Jevon masih merengkuh bahu Dista dan menuntun gadis itu keluar dari mall karena Dista sibuk menunduk menutupi wajahnya. Tapi Jevon masih tidak mau bertanya apa yang menimpa Dista karena hal itu pasti akan membuatnya kembali mengingat hal yang membuatnya sakit hati, dan akhirnya Dista kembali menangis.

Setelah mereka berada di mobil Jevon dan kendaraan beroda empat itu sudah melenggang di jalan raya, Dista masih Diam membuat Jevon beberapa kali melirik kecil pada gadis di sampingnya yang terus menatap keluar jendela.

Jevon menarik nafas pelan. "Lo kenapa?" Tanya Jevon yang sebenarnya ia sudah ingin bertanya sedari tadi.
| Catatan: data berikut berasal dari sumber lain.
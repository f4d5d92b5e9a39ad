//! Agent: owns exactly one run
//!
//! The agent resolves parameters, constructs the walker, translates OS
//! signals into cooperative cancellation, persists node snapshots on every
//! transition and on a heartbeat, and publishes status for observers. It
//! terminates with the walker's outcome; a persistence failure is fatal
//! and stops the run.

use std::collections::BTreeMap;
use std::sync::Arc;
use std::time::Duration;

use chrono::{DateTime, Utc};
use dagrun_core::{Dag, NodeStatus, ParamSet, RunSnapshot, RunStatus};
use dagrun_storage::StoreError;
use parking_lot::Mutex;
use tokio::sync::{mpsc, watch};
use tokio_util::sync::CancellationToken;
use tracing::{error, info, warn};
use uuid::Uuid;

use crate::context::EngineContext;
use crate::executor::RunIds;
use crate::node::{unmet_precondition, RunContext};
use crate::walker::Walker;

/// Default heartbeat between persisted snapshots
const DEFAULT_HEARTBEAT: Duration = Duration::from_secs(1);

/// Agent errors
#[derive(Debug, thiserror::Error)]
pub enum AgentError {
    /// Persistence is broken; the agent terminates non-zero
    #[error("failed to persist run status: {0}")]
    Store(#[from] StoreError),
}

/// Handle for observing and stopping a running agent
///
/// The first `stop` cancels the primary graph; a second one cancels event
/// handlers too. Stopping an already-stopped run is a silent no-op.
#[derive(Clone)]
pub struct AgentHandle {
    pub workflow_id: Uuid,
    primary: CancellationToken,
    handlers: CancellationToken,
    status_rx: watch::Receiver<RunStatus>,
}

impl AgentHandle {
    /// Request cooperative cancellation. Idempotent.
    pub fn stop(&self) {
        if !self.primary.is_cancelled() {
            self.primary.cancel();
        } else {
            self.handlers.cancel();
        }
    }

    /// Latest published status.
    pub fn status(&self) -> RunStatus {
        *self.status_rx.borrow()
    }

    /// Completes once a stop has been requested.
    pub async fn cancelled(&self) {
        self.primary.cancelled().await;
    }

    /// Watch for status changes.
    pub fn status_rx(&self) -> watch::Receiver<RunStatus> {
        self.status_rx.clone()
    }
}

/// Runs one workflow run end to end
pub struct Agent {
    dag: Arc<Dag>,
    params: ParamSet,
    engine: EngineContext,

    workflow_id: Uuid,
    parent_workflow_id: Option<Uuid>,
    root_workflow_id: Uuid,
    created_at: DateTime<Utc>,

    primary_cancel: CancellationToken,
    handler_cancel: CancellationToken,
    status_tx: watch::Sender<RunStatus>,
    status_rx: watch::Receiver<RunStatus>,
    heartbeat: Duration,
}

impl Agent {
    pub fn new(dag: Arc<Dag>, params: ParamSet, engine: EngineContext) -> Self {
        let workflow_id = Uuid::now_v7();
        let (status_tx, status_rx) = watch::channel(RunStatus::NotStarted);
        Self {
            dag,
            params,
            engine,
            workflow_id,
            parent_workflow_id: None,
            root_workflow_id: workflow_id,
            created_at: Utc::now(),
            primary_cancel: CancellationToken::new(),
            handler_cancel: CancellationToken::new(),
            status_tx,
            status_rx,
            heartbeat: DEFAULT_HEARTBEAT,
        }
    }

    /// Reuse explicit ids (sub-DAG calls, dispatched tasks).
    pub fn with_ids(mut self, workflow_id: Uuid, parent: Option<Uuid>, root: Uuid) -> Self {
        self.workflow_id = workflow_id;
        self.parent_workflow_id = parent;
        self.root_workflow_id = root;
        self
    }

    /// Override the persistence heartbeat.
    pub fn with_heartbeat(mut self, heartbeat: Duration) -> Self {
        self.heartbeat = heartbeat;
        self
    }

    pub fn workflow_id(&self) -> Uuid {
        self.workflow_id
    }

    pub fn handle(&self) -> AgentHandle {
        AgentHandle {
            workflow_id: self.workflow_id,
            primary: self.primary_cancel.clone(),
            handlers: self.handler_cancel.clone(),
            status_rx: self.status_rx.clone(),
        }
    }

    /// A snapshot of this run before execution, for queued persistence.
    pub fn seed_snapshot(&self, status: RunStatus) -> RunSnapshot {
        let mut snapshot = RunSnapshot::new(&self.dag, self.params.raw());
        snapshot.workflow_id = self.workflow_id;
        snapshot.parent_workflow_id = self.parent_workflow_id;
        snapshot.root_workflow_id = self.root_workflow_id;
        snapshot.created_at = self.created_at;
        snapshot.status = status;
        snapshot
    }

    /// Execute the run to completion.
    pub async fn run(self) -> Result<RunStatus, AgentError> {
        info!(
            workflow = %self.dag.name,
            workflow_id = %self.workflow_id,
            params = self.params.raw(),
            "run starting"
        );

        // Run-level preconditions gate the whole graph
        if let Some(reason) =
            unmet_precondition(&self.dag.preconditions, &self.params, &BTreeMap::new())
        {
            info!(workflow = %self.dag.name, %reason, "run precondition unmet, skipping");
            let now = Utc::now();
            let mut snapshot = self.seed_snapshot(RunStatus::Succeeded);
            snapshot.started_at = Some(now);
            snapshot.finished_at = Some(now);
            for node in &mut snapshot.nodes {
                node.status = NodeStatus::Skipped;
                node.error = Some(reason.clone());
            }
            self.engine.store.save(&snapshot).await?;
            let _ = self.status_tx.send(RunStatus::Succeeded);
            return Ok(RunStatus::Succeeded);
        }

        let walker = Arc::new(Walker::new(Arc::clone(&self.dag)));
        let (transitions_tx, mut transitions_rx) = mpsc::unbounded_channel();
        let started_at = Utc::now();

        let writer = SnapshotWriter {
            engine: self.engine.clone(),
            walker: Arc::clone(&walker),
            base: self.seed_snapshot(RunStatus::Running),
            started_at,
        };

        writer.write(RunStatus::Running, None).await?;
        let _ = self.status_tx.send(RunStatus::Running);

        let ctx = RunContext {
            engine: self.engine.clone(),
            dag: Arc::clone(&self.dag),
            ids: RunIds {
                dag_name: self.dag.name.clone(),
                workflow_id: self.workflow_id,
                root_workflow_id: self.root_workflow_id,
            },
            params: self.params.clone(),
            outputs: Arc::new(parking_lot::RwLock::new(BTreeMap::new())),
            cancel: self.primary_cancel.clone(),
            transitions: transitions_tx,
        };

        // Persist on every transition and on the heartbeat. A write
        // failure is fatal: it cancels the run and surfaces after the
        // walker unwinds.
        let fatal: Arc<Mutex<Option<StoreError>>> = Arc::new(Mutex::new(None));
        let persist_done = CancellationToken::new();
        let persist_task = {
            let writer = writer.clone();
            let fatal = Arc::clone(&fatal);
            let done = persist_done.clone();
            let primary = self.primary_cancel.clone();
            let handlers = self.handler_cancel.clone();
            let heartbeat = self.heartbeat;
            tokio::spawn(async move {
                let mut ticker = tokio::time::interval(heartbeat);
                ticker.set_missed_tick_behavior(tokio::time::MissedTickBehavior::Skip);
                loop {
                    tokio::select! {
                        _ = done.cancelled() => break,
                        ping = transitions_rx.recv() => {
                            if ping.is_none() {
                                // Walker finished; the final snapshot is
                                // written by the agent itself.
                                done.cancelled().await;
                                break;
                            }
                        }
                        _ = ticker.tick() => {}
                    }
                    if let Err(e) = writer.write(RunStatus::Running, None).await {
                        error!("snapshot persistence failed, stopping run: {e}");
                        *fatal.lock() = Some(e);
                        primary.cancel();
                        handlers.cancel();
                        break;
                    }
                }
            })
        };

        let status = walker.run(ctx, self.handler_cancel.clone()).await;

        persist_done.cancel();
        let _ = persist_task.await;

        if let Some(e) = fatal.lock().take() {
            return Err(AgentError::Store(e));
        }

        writer.write(status, Some(Utc::now())).await?;
        let _ = self.status_tx.send(status);

        info!(
            workflow = %self.dag.name,
            workflow_id = %self.workflow_id,
            %status,
            "run finished"
        );
        Ok(status)
    }
}

/// Publishes whole-object snapshots; the agent is the single writer.
#[derive(Clone)]
struct SnapshotWriter {
    engine: EngineContext,
    walker: Arc<Walker>,
    base: RunSnapshot,
    started_at: DateTime<Utc>,
}

impl SnapshotWriter {
    async fn write(
        &self,
        status: RunStatus,
        finished_at: Option<DateTime<Utc>>,
    ) -> Result<(), StoreError> {
        let mut snapshot = self.base.clone();
        snapshot.status = status;
        snapshot.started_at = Some(self.started_at);
        snapshot.finished_at = finished_at;
        snapshot.nodes = self.walker.node_snapshots();
        snapshot.handler_nodes = self.walker.handler_snapshots();
        self.engine.store.save(&snapshot).await
    }
}

/// Translate OS termination signals into cooperative cancellation.
///
/// The first signal stops the primary graph; a second stops handlers.
pub fn install_signal_handler(handle: AgentHandle) {
    tokio::spawn(async move {
        #[cfg(unix)]
        {
            use tokio::signal::unix::{signal, SignalKind};
            let mut term = match signal(SignalKind::terminate()) {
                Ok(s) => s,
                Err(e) => {
                    warn!("cannot install SIGTERM handler: {e}");
                    return;
                }
            };
            let mut int = match signal(SignalKind::interrupt()) {
                Ok(s) => s,
                Err(e) => {
                    warn!("cannot install SIGINT handler: {e}");
                    return;
                }
            };
            loop {
                tokio::select! {
                    _ = term.recv() => {}
                    _ = int.recv() => {}
                }
                info!("termination signal received, stopping run");
                handle.stop();
            }
        }

        #[cfg(not(unix))]
        {
            loop {
                if tokio::signal::ctrl_c().await.is_err() {
                    return;
                }
                info!("termination signal received, stopping run");
                handle.stop();
            }
        }
    });
}

#[cfg(all(test, unix))]
mod tests {
    use super::*;
    use dagrun_core::{Config, Precondition, Step};
    use dagrun_storage::{InMemoryRunStore, RunStore};

    fn engine() -> (Arc<InMemoryRunStore>, EngineContext) {
        let store = Arc::new(InMemoryRunStore::new());
        let engine = EngineContext::new(
            Arc::clone(&store) as Arc<dyn RunStore>,
            Arc::new(Config::default()),
        );
        (store, engine)
    }

    #[tokio::test]
    async fn test_run_persists_terminal_snapshot() {
        let (store, engine) = engine();
        let dag = Arc::new(Dag::new(
            "agent-ok",
            vec![
                Step::command("a", "echo A"),
                Step::command("b", "echo B").with_depends("a"),
            ],
        ));

        let agent = Agent::new(Arc::clone(&dag), ParamSet::parse("foo"), engine);
        let workflow_id = agent.workflow_id();
        let status = agent.run().await.unwrap();

        assert_eq!(status, RunStatus::Succeeded);
        let snapshot = store.find("agent-ok", workflow_id).await.unwrap();
        assert_eq!(snapshot.status, RunStatus::Succeeded);
        assert_eq!(snapshot.params, "foo");
        assert!(snapshot.finished_at.is_some());
        assert!(snapshot
            .nodes
            .iter()
            .all(|n| n.status == NodeStatus::Succeeded));
    }

    #[tokio::test]
    async fn test_stop_cancels_run() {
        let (store, engine) = engine();
        let dag = Arc::new(Dag::new(
            "agent-stop",
            vec![Step::command("slow", "sleep 30")],
        ));

        let agent = Agent::new(Arc::clone(&dag), ParamSet::default(), engine);
        let workflow_id = agent.workflow_id();
        let handle = agent.handle();

        let task = tokio::spawn(agent.run());
        tokio::time::sleep(Duration::from_millis(300)).await;
        handle.stop();
        // Stop is idempotent
        handle.stop();

        let status = task.await.unwrap().unwrap();
        assert_eq!(status, RunStatus::Cancelled);
        let snapshot = store.find("agent-stop", workflow_id).await.unwrap();
        assert_eq!(snapshot.status, RunStatus::Cancelled);
    }

    #[tokio::test]
    async fn test_run_precondition_skips_everything() {
        let (store, engine) = engine();
        let mut dag = Dag::new("agent-gated", vec![Step::command("a", "echo never")]);
        dag.preconditions = vec![Precondition {
            condition: "$1".to_string(),
            expected: "go".to_string(),
        }];

        let agent = Agent::new(Arc::new(dag), ParamSet::parse("halt"), engine);
        let workflow_id = agent.workflow_id();
        let status = agent.run().await.unwrap();

        assert_eq!(status, RunStatus::Succeeded);
        let snapshot = store.find("agent-gated", workflow_id).await.unwrap();
        assert!(snapshot
            .nodes
            .iter()
            .all(|n| n.status == NodeStatus::Skipped));
    }

    #[tokio::test]
    async fn test_status_watch_publishes_progress() {
        let (_store, engine) = engine();
        let dag = Arc::new(Dag::new(
            "agent-watch",
            vec![Step::command("a", "sleep 1")],
        ));

        let agent = Agent::new(Arc::clone(&dag), ParamSet::default(), engine);
        let handle = agent.handle();
        assert_eq!(handle.status(), RunStatus::NotStarted);

        let task = tokio::spawn(agent.run());
        tokio::time::sleep(Duration::from_millis(300)).await;
        assert_eq!(handle.status(), RunStatus::Running);

        let status = task.await.unwrap().unwrap();
        assert_eq!(status, RunStatus::Succeeded);
        assert_eq!(handle.status(), RunStatus::Succeeded);
    }
}
//! Sub-DAG executor
//!
//! Runs another definition as a child run. When the child definition
//! carries a worker selector and a dispatch client is configured, the
//! child run is serialized as a task and handed to the coordinator; the
//! parent then observes the child's persisted status until it turns
//! terminal or the dispatch timeout elapses. Otherwise the child runs
//! in-process under its own agent.

use std::path::PathBuf;
use std::time::{Duration, Instant};

use async_trait::async_trait;
use dagrun_core::{Dag, ParamSet, RunStatus, Step};
use dagrun_dispatch::Task;
use tokio::task::JoinHandle;
use tokio_util::sync::CancellationToken;
use tracing::{debug, warn};
use uuid::Uuid;

use crate::agent::{Agent, AgentError, AgentHandle};
use crate::context::EngineContext;

use super::{ExecContext, ExecError, Executor, Outcome, RunIds};

/// Default wait for a remotely dispatched child run
const DEFAULT_DISPATCH_TIMEOUT: Duration = Duration::from_secs(3600);

/// How often the parent re-reads a dispatched child's status
const REMOTE_POLL_INTERVAL: Duration = Duration::from_millis(500);

enum Execution {
    Local {
        handle: AgentHandle,
        join: JoinHandle<Result<RunStatus, AgentError>>,
    },
    Remote {
        cancel: CancellationToken,
    },
}

/// Runs a step as a child DAG run
pub struct SubdagExecutor {
    step: Step,
    path: PathBuf,
    dispatch_timeout: Option<Duration>,
    engine: EngineContext,

    child: Option<Dag>,
    child_id: Uuid,
    parent: Option<RunIds>,
    capture_stdout: bool,
    execution: Option<Execution>,
    started_at: Option<Instant>,
}

impl SubdagExecutor {
    pub fn new(
        step: Step,
        path: PathBuf,
        dispatch_timeout: Option<Duration>,
        engine: EngineContext,
    ) -> Self {
        Self {
            step,
            path,
            dispatch_timeout,
            engine,
            child: None,
            child_id: Uuid::now_v7(),
            parent: None,
            capture_stdout: false,
            execution: None,
            started_at: None,
        }
    }

    fn child_path(&self) -> PathBuf {
        if self.path.is_absolute() {
            self.path.clone()
        } else {
            self.engine.dag_dir.join(&self.path)
        }
    }

    /// Watch the store until the dispatched child turns terminal.
    async fn wait_remote(&mut self, cancel: CancellationToken, started_at: Instant) -> Outcome {
        let child_name = self
            .child
            .as_ref()
            .map(|d| d.name.clone())
            .unwrap_or_default();
        let deadline = started_at + self.dispatch_timeout.unwrap_or(DEFAULT_DISPATCH_TIMEOUT);

        loop {
            if Instant::now() >= deadline {
                self.execution = None;
                return Outcome::from_error(
                    "timed out waiting for dispatched run",
                    started_at.elapsed(),
                );
            }

            // Not found yet means no worker has picked the task up
            if let Ok(snapshot) = self.engine.store.find(&child_name, self.child_id).await {
                if snapshot.status.is_terminal() {
                    self.execution = None;
                    return self.outcome_for(snapshot.status, started_at.elapsed());
                }
            }

            tokio::select! {
                _ = tokio::time::sleep(REMOTE_POLL_INTERVAL) => {}
                _ = cancel.cancelled() => {
                    self.execution = None;
                    return Outcome::from_error(
                        "wait for dispatched run cancelled",
                        started_at.elapsed(),
                    );
                }
            }
        }
    }

    fn outcome_for(&self, status: RunStatus, duration: Duration) -> Outcome {
        let stdout = self.capture_stdout.then(|| {
            serde_json::json!({
                "workflow_id": self.child_id,
                "status": status,
            })
            .to_string()
        });
        match status {
            RunStatus::Succeeded | RunStatus::PartialSuccess => Outcome {
                exit_code: Some(0),
                stdout,
                stderr: String::new(),
                duration,
                error: None,
            },
            RunStatus::Failed => Outcome {
                exit_code: Some(1),
                stdout,
                stderr: String::new(),
                duration,
                error: Some("sub-dag run failed".to_string()),
            },
            other => Outcome {
                exit_code: None,
                stdout,
                stderr: String::new(),
                duration,
                error: Some(format!("sub-dag run ended {other}")),
            },
        }
    }
}

#[async_trait]
impl Executor for SubdagExecutor {
    async fn prepare(&mut self, ctx: &ExecContext) -> Result<(), ExecError> {
        let path = self.child_path();
        let child = Dag::load(&path).map_err(|e| {
            ExecError::Subdag(format!("{}: {e}", path.display()))
        })?;
        debug!(step = %self.step.name, child = %child.name, "sub-dag resolved");

        self.child = Some(child);
        self.parent = Some(ctx.run.clone());
        self.capture_stdout = ctx.capture_stdout;
        Ok(())
    }

    async fn start(&mut self) -> Result<(), ExecError> {
        let child = self.child.clone().ok_or(ExecError::NotPrepared)?;
        let parent = self.parent.clone().ok_or(ExecError::NotPrepared)?;
        let params = ParamSet::resolve(&child.params, None);
        self.started_at = Some(Instant::now());

        if !child.worker_selector.is_empty() {
            if let Some(client) = self.engine.dispatch_client.clone() {
                let task = Task::from_sub_run(
                    child,
                    self.child_id,
                    params.raw(),
                    &parent.dag_name,
                    parent.workflow_id,
                    &parent.dag_name,
                    parent.root_workflow_id,
                );
                client
                    .dispatch(&task)
                    .await
                    .map_err(|e| ExecError::Subdag(format!("dispatch failed: {e}")))?;

                self.execution = Some(Execution::Remote {
                    cancel: CancellationToken::new(),
                });
                return Ok(());
            }
        }

        let child_dir = self
            .child_path()
            .parent()
            .map(PathBuf::from)
            .unwrap_or_else(|| self.engine.dag_dir.clone());
        let agent = Agent::new(
            std::sync::Arc::new(child),
            params,
            self.engine.clone().with_dag_dir(child_dir),
        )
        .with_ids(
            self.child_id,
            Some(parent.workflow_id),
            parent.root_workflow_id,
        );
        let handle = agent.handle();
        let join = tokio::spawn(agent.run());

        self.execution = Some(Execution::Local { handle, join });
        Ok(())
    }

    async fn signal(&mut self, signal: i32) -> Result<(), ExecError> {
        match &self.execution {
            Some(Execution::Local { handle, .. }) => {
                debug!(step = %self.step.name, signal, "stopping sub-dag run");
                handle.stop();
            }
            Some(Execution::Remote { cancel }) => {
                // The worker owns the remote run; we only stop waiting.
                warn!(step = %self.step.name, "remote sub-dag cannot be signalled, abandoning wait");
                cancel.cancel();
            }
            None => {}
        }
        Ok(())
    }

    // Re-entrant: a dropped in-flight wait leaves the execution in place.
    async fn wait(&mut self) -> Result<Outcome, ExecError> {
        let started_at = self.started_at.unwrap_or_else(Instant::now);

        let remote_cancel = match &self.execution {
            Some(Execution::Remote { cancel }) => Some(cancel.clone()),
            Some(Execution::Local { .. }) => None,
            None => return Err(ExecError::NotPrepared),
        };
        if let Some(cancel) = remote_cancel {
            return Ok(self.wait_remote(cancel, started_at).await);
        }

        let status = {
            let Some(Execution::Local { join, .. }) = self.execution.as_mut() else {
                return Err(ExecError::NotPrepared);
            };
            match join.await {
                Ok(Ok(status)) => status,
                Ok(Err(e)) => {
                    self.execution = None;
                    return Ok(Outcome::from_error(
                        format!("sub-dag agent failed: {e}"),
                        started_at.elapsed(),
                    ));
                }
                Err(e) => {
                    self.execution = None;
                    return Ok(Outcome::from_error(
                        format!("sub-dag task panicked: {e}"),
                        started_at.elapsed(),
                    ));
                }
            }
        };
        self.execution = None;
        Ok(self.outcome_for(status, started_at.elapsed()))
    }
}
"Gak papa," jawab Dista serak.

Gadis berambut pirang itu mengusap pipinya, mencoba menghilangkan air mata beserta bekasnya. Dista menarik nafas pelan dan mulai memejamkan mata. Dista mencoba tidak menghiraukan Jevon yang tak berhenti menoleh ke arahnya. Bohong jika Dista tidak sadar akan lirikan Jevon, hanya saja tubuh, hati dan pikirannya sedang tidak ingin merespon. 

Cukup lama hening menyelimuti hingga Dista membuka mata dan menoleh kecil pada Jevon sebentar.

"Kak," panggil Dista. Gadis itu kembali menatap lurus ke depan.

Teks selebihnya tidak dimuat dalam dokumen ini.